Problem. Where the string "never" occurs in the material below, report the whole line.

Data provided.
-*-
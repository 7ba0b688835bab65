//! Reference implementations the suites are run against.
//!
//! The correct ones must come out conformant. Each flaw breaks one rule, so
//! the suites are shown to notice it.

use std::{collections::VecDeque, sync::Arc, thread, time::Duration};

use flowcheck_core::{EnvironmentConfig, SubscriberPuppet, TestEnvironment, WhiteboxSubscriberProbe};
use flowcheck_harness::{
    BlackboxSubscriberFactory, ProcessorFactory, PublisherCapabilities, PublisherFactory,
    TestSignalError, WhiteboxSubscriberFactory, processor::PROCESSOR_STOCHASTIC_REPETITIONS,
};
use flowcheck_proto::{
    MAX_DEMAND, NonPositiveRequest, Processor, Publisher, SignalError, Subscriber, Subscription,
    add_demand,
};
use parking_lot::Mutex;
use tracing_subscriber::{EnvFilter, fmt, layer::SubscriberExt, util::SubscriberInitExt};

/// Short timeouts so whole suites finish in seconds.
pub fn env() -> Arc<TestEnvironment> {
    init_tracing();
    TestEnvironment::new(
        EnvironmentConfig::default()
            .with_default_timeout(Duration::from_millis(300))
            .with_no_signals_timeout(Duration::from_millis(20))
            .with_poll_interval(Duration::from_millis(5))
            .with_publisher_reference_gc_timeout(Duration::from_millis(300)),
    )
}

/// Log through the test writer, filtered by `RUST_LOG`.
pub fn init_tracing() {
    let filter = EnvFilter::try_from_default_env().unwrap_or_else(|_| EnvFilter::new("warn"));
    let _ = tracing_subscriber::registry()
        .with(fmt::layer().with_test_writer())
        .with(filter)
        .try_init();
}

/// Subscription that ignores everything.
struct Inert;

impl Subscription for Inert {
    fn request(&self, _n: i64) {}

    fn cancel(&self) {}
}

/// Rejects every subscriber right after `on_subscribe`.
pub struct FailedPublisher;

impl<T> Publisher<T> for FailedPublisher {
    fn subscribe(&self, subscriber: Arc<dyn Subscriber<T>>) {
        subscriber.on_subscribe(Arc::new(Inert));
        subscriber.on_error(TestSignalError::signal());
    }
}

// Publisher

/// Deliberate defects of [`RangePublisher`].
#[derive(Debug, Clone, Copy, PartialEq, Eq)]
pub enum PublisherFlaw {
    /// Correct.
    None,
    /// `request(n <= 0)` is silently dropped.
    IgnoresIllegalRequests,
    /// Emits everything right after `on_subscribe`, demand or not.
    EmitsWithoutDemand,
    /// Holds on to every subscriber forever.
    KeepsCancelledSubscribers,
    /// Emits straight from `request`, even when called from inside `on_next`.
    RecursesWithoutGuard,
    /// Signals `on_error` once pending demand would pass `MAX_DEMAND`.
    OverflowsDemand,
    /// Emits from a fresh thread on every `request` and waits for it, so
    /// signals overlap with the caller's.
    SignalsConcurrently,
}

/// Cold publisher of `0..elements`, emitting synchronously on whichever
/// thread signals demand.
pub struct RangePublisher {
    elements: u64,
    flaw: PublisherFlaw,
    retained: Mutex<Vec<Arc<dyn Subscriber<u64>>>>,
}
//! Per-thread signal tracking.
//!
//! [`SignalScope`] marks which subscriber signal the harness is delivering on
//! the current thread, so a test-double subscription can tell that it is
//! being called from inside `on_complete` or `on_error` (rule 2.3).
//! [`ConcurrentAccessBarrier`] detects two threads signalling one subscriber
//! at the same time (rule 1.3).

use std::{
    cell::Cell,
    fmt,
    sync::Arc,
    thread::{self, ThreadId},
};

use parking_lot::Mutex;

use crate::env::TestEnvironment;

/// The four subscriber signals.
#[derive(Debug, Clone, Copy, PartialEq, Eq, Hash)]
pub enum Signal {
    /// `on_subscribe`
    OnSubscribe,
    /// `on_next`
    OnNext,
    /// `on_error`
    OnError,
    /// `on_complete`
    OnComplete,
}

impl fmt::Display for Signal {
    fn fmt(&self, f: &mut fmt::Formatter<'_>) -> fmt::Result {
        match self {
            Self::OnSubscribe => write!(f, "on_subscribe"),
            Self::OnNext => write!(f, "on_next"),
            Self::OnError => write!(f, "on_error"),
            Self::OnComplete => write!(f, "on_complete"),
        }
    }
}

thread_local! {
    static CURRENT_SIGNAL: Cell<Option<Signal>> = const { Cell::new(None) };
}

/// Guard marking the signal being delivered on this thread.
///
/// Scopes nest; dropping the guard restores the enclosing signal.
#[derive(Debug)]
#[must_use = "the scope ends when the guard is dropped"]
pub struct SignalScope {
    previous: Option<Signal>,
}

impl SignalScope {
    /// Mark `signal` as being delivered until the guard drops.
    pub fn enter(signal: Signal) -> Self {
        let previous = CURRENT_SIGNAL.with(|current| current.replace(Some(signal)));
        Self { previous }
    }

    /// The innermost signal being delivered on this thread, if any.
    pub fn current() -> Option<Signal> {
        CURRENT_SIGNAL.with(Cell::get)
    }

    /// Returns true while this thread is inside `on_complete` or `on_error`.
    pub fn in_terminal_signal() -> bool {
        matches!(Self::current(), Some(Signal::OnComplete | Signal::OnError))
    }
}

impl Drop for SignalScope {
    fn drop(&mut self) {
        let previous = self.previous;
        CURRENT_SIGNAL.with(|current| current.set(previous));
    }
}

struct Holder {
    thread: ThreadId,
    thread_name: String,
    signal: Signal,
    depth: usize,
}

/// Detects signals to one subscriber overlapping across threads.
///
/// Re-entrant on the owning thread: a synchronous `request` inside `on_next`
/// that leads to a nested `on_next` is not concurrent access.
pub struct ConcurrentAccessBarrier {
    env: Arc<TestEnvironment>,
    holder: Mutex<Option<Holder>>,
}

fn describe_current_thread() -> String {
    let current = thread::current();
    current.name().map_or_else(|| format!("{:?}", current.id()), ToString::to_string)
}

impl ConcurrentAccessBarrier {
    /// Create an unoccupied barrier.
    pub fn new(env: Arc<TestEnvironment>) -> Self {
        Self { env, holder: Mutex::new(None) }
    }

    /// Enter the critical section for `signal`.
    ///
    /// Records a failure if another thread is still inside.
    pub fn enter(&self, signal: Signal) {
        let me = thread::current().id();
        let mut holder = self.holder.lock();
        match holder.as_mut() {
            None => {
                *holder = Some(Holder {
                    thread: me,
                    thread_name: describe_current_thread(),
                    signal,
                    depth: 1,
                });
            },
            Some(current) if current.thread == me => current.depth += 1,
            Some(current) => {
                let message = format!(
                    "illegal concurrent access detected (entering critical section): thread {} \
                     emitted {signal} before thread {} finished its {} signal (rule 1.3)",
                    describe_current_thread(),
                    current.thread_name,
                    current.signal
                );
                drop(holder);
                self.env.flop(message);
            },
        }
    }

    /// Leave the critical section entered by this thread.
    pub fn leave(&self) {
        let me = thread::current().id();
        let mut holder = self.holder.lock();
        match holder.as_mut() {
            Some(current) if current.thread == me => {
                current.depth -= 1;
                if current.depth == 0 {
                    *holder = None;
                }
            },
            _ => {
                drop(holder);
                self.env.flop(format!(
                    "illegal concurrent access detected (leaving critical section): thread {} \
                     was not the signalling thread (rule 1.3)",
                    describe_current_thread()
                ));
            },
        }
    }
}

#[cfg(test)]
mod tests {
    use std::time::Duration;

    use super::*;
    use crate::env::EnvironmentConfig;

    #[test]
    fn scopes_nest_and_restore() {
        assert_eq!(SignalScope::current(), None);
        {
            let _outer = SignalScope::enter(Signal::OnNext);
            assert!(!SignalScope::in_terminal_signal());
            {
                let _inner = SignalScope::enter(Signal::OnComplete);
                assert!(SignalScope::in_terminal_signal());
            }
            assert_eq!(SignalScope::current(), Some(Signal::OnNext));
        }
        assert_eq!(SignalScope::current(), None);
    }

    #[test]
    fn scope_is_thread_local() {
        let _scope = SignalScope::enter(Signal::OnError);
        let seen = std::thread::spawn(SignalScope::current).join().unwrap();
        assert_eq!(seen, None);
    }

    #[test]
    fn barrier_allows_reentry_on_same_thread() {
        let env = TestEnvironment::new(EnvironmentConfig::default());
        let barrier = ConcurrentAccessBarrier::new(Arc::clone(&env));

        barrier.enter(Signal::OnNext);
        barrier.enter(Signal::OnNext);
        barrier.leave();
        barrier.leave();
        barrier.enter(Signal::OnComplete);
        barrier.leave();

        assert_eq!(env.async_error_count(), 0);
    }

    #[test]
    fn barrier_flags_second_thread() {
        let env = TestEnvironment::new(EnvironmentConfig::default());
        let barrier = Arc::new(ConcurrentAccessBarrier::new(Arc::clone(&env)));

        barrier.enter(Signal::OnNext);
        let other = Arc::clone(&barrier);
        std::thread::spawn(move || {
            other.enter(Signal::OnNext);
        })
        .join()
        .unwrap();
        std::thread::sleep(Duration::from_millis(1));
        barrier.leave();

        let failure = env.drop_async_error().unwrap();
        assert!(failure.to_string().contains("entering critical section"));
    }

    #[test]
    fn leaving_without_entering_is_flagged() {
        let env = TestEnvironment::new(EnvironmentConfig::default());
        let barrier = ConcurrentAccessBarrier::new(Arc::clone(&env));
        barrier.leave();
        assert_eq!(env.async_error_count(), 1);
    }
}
-*-
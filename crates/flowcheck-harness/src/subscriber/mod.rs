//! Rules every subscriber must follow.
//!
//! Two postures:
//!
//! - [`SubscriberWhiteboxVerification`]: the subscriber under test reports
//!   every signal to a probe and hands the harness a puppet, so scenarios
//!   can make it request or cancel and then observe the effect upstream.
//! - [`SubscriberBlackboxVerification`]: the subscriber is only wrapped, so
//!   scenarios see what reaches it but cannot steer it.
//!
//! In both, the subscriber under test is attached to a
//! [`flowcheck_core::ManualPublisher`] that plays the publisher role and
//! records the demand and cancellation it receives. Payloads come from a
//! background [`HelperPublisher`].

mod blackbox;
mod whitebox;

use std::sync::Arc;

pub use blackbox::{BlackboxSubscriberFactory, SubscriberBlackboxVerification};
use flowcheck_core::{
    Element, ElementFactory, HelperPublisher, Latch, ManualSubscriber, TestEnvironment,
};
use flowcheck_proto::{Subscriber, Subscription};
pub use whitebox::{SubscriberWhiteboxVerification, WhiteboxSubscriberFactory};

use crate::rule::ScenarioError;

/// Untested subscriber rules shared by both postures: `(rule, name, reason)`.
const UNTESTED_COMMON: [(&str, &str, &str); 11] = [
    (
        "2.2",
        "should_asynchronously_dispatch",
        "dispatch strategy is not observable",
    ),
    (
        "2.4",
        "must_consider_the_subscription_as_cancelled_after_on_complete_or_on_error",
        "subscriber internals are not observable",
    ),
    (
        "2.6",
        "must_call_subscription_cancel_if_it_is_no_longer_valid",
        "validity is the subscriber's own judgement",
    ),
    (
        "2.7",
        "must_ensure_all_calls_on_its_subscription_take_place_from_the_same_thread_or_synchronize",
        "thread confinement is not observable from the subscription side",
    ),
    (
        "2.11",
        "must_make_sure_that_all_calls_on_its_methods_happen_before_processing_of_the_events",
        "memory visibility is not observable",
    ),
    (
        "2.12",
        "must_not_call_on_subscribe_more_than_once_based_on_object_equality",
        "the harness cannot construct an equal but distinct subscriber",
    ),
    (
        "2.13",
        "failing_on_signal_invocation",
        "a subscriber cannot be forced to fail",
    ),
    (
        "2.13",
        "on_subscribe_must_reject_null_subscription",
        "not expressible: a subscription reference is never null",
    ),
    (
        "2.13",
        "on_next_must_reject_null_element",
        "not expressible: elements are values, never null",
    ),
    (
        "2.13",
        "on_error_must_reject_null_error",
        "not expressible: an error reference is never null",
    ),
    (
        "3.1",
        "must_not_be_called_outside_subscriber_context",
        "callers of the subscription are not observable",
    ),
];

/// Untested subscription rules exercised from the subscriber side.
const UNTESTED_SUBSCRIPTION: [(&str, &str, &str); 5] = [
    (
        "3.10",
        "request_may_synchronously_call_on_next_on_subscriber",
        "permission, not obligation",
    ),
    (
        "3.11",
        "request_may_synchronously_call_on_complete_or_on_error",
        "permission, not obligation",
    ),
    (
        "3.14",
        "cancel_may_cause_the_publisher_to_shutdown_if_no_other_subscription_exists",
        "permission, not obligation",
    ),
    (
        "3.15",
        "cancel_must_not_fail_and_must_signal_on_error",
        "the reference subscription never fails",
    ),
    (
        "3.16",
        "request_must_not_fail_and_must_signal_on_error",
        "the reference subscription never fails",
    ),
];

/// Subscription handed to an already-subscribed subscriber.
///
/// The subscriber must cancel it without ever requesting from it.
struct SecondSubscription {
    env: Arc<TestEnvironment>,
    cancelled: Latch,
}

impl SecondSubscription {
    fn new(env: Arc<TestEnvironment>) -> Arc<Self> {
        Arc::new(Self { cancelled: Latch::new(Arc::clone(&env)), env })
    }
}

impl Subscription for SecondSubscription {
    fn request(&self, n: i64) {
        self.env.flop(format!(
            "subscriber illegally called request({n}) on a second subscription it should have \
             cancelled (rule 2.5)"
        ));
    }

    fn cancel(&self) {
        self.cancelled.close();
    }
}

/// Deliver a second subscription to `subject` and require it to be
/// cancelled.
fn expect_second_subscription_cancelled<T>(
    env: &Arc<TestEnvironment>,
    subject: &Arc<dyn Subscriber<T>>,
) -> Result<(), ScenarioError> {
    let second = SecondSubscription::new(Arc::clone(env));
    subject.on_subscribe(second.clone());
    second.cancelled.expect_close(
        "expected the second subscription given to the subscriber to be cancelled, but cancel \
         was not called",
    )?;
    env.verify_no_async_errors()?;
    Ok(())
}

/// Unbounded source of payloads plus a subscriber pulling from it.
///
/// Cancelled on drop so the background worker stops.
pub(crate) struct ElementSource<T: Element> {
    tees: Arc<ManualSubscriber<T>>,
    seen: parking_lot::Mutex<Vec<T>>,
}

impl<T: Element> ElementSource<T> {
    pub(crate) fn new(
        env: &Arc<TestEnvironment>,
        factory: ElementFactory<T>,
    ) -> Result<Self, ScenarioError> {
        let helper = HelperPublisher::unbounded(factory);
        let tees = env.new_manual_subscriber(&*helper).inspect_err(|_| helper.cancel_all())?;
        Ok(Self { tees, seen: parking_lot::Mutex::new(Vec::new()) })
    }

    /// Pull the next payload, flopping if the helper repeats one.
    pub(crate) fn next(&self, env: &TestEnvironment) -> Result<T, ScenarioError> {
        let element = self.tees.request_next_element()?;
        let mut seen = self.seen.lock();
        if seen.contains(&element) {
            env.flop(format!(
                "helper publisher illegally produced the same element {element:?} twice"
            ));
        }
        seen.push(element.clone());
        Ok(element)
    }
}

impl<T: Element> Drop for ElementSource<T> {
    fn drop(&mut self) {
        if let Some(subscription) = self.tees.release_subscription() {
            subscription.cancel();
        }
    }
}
-*-
Exercise response.
        "not expressible: a subscription reference is never null",
        "not expressible: elements are values, never null",
        "not expressible: an error reference is never null",
        "the reference subscription never fails",
        "the reference subscription never fails",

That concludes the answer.